This could, I suppose, be described as cowl shake, in that it felt like there was a timing disconnect between the steering response and the car's bouncy motion, i.e., car sways to driver-rear, then driver-front, then passenger-front, then passenger-rear, and it felt like the pull on the steering wheel was about 45 to 90 degrees behind where I expected to feel it, given the body sway, at that moment.
I'm honestly a bit surprised that the upper strut brace accomplished as much as it did, though a tuner-nut at work with a customized Prelude at work assured me it would help. There's still a little bit of front-to-back bounce, still, but nothing like it had before. I'm still curious to get the IPD anti-sway bars in, but don't really feel any sense of urgency to do so anymore.
As for suspension options, my info comes from an internal Volvo sales training brochure that I downloaded from the UK Volvo Club. Specifically, at http://www.volvoclub.org.uk/70brochures.shtml
The exact line comes from the tenth PDF down, identified as follows:
C70 Convertible
Volvo Product Training Brochure
2952Kb
Dated 1999
The suspension info appears on page 10:
"CHASSIS
The driving behavior and also the riding comfort is to a great extent dependent of the stiffness and softness of the chassis.

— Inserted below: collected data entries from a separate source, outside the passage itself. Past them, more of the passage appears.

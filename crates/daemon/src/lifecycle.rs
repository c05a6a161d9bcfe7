// SPDX-License-Identifier: BUSL-1.1
// Copyright (c) 2026 Alfred Jean LLC

//! Daemon lifecycle management: startup, shutdown, recovery.

use std::fs::File;
use std::io::Write;
use std::path::PathBuf;
use std::sync::Arc;
use std::time::Instant;

use cortex_adapters::{HttpHookSender, TemplateScriptEngine, TracedHookSender, TracedScriptEngine};
use cortex_core::{Config, ConfigError, SystemClock, UuidIdGen};
use cortex_engine::{Node, Runtime, RuntimeConfig, RuntimeDeps};
use cortex_storage::{LocalLog, LogError, ReplicatedLog, StateMachine, Store};
use fs2::FileExt;
use thiserror::Error;
use tokio::net::UnixListener;
use tracing::{info, warn};

use crate::server::Server;

/// Log backing the daemon
pub type DaemonLog = LocalLog;

/// Socket server with concrete adapter types
pub type DaemonServer = Server<DaemonLog, SystemClock, UuidIdGen>;

/// Daemon state during operation
pub struct DaemonState {
    pub config: Config,
    // NOTE(lifetime): Held to maintain exclusive file lock; released on drop
    #[allow(dead_code)]
    lock_file: File,
    pub listener: UnixListener,
    pub server: DaemonServer,
    runtime: Option<Runtime<DaemonLog>>,
}

impl DaemonState {
    pub fn shutdown_requested(&self) -> bool {
        self.server.shutdown_requested
    }

    /// Shutdown the daemon gracefully
    pub async fn shutdown(&mut self) -> Result<(), LifecycleError> {
        info!("Shutting down daemon...");
        let start = Instant::now();

        // 1. Stop the background loops and close the log
        if let Some(runtime) = self.runtime.take() {
            runtime.shutdown().await?;
        }

        // 2. Remove socket file
        let socket_path = self.config.socket_path();
        if socket_path.exists() {
            if let Err(e) = std::fs::remove_file(&socket_path) {
                warn!("Failed to remove socket file: {}", e);
            }
        }

        // 3. Remove PID file; the lock itself is released when lock_file drops
        let lock_path = self.config.lock_path();
        if lock_path.exists() {
            if let Err(e) = std::fs::remove_file(&lock_path) {
                warn!("Failed to remove PID file: {}", e);
            }
        }

        info!(
            elapsed_ms = start.elapsed().as_millis() as u64,
            "Daemon shutdown complete"
        );
        Ok(())
    }
}

/// Lifecycle errors
#[derive(Debug, Error)]
pub enum LifecycleError {
    #[error("Config error: {0}")]
    Config(#[from] ConfigError),

    #[error("Failed to acquire lock: daemon already running?")]
    LockFailed(#[source] std::io::Error),

    #[error("Failed to bind socket at {0}: {1}")]
    BindFailed(PathBuf, std::io::Error),

    #[error("Log error: {0}")]
    Log(#[from] LogError),

    #[error("IO error: {0}")]
    Io(#[from] std::io::Error),
}

/// Start the daemon
pub async fn startup(config: &Config) -> Result<DaemonState, LifecycleError> {
    std::fs::create_dir_all(&config.data_dir)?;

    // Acquire lock FIRST. A failed lock means another daemon owns the
    // socket and PID file, so there is nothing of ours to clean up.
    let mut lock_file = File::create(config.lock_path())?;
    lock_file
        .try_lock_exclusive()
        .map_err(LifecycleError::LockFailed)?;
    writeln!(lock_file, "{}", std::process::id())?;

    match startup_inner(config, lock_file).await {
        Ok(state) => Ok(state),
        Err(e) => {
            cleanup_on_failure(config);
            Err(e)
        }
    }
}

/// Inner startup logic - cleanup_on_failure called if this fails
async fn startup_inner(config: &Config, lock_file: File) -> Result<DaemonState, LifecycleError> {
    let start = Instant::now();

    // 1. Restore state from snapshot and WAL
    let machine = StateMachine::new(Arc::new(Store::new()), config.max_history);
    let log = LocalLog::open(&config.data_dir, machine, config.snapshot_threshold)?;
    let store = log.store();
    info!(
        rules = store.rules.len(),
        scripts = store.scripts.len(),
        records = store.records.len(),
        elapsed_ms = start.elapsed().as_millis() as u64,
        "Loaded state"
    );

    // 2. Remove stale socket and bind (LAST - only after state loaded)
    let socket_path = config.socket_path();
    if let Some(parent) = socket_path.parent() {
        std::fs::create_dir_all(parent)?;
    }
    if socket_path.exists() {
        std::fs::remove_file(&socket_path)?;
    }
    let listener = UnixListener::bind(&socket_path)
        .map_err(|e| LifecycleError::BindFailed(socket_path.clone(), e))?;

    // 3. Start flush scheduler and executor
    let runtime = Runtime::start(
        RuntimeDeps {
            log: log.clone(),
            scripts: TracedScriptEngine::new(TemplateScriptEngine::new()),
            hooks: TracedHookSender::new(HttpHookSender::new(config.hook_timeout)),
            clock: SystemClock,
            id_gen: UuidIdGen,
        },
        RuntimeConfig::from(config),
    );

    let node = Node::new(log, SystemClock, UuidIdGen, config.dwell_defaults());
    info!(node_id = %config.node_id, data_dir = %config.data_dir.display(), "Daemon started");

    Ok(DaemonState {
        config: config.clone(),
        lock_file,
        listener,
        server: Server::new(node, config.node_id.clone()),
        runtime: Some(runtime),
    })
}

/// Clean up resources on startup failure
fn cleanup_on_failure(config: &Config) {
    let socket_path = config.socket_path();
    if socket_path.exists() {
        let _ = std::fs::remove_file(&socket_path);
    }

    let lock_path = config.lock_path();
    if lock_path.exists() {
        let _ = std::fs::remove_file(&lock_path);
    }
}

#[cfg(test)]
#[path = "lifecycle_tests.rs"]
mod tests;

The softer Comfort chassis gives the Volvo C70 Convertible a high degree of riding comfort. The stiffer
Dynamic and Low Dynamic chassis gives a more sporty and distinct roadholding. Comfort is standard with the LPT engine and Dynamic is standard with the HPT engine. Low Dynamic is the stiffest chassis, available only as an option."
I've read elsewhere (probably on volvospeed.com or swedespeed.com, after bringing this up over there) that Volvo's different suspension elements were actually too thin and flexible to do very much.
So, to make a long answer short (way too late for that, huh?), I don't know if I can answer your question. I don't recall the '00 C70 LPT I test drove in Santa Rosa in 2002 feeling as bouncy, but it was on perfectly flat roads. The '99 that I bought this year, on the other hand, I noticed the shake numerous times on 101 South, from Marin to SF, right off the dealer lot.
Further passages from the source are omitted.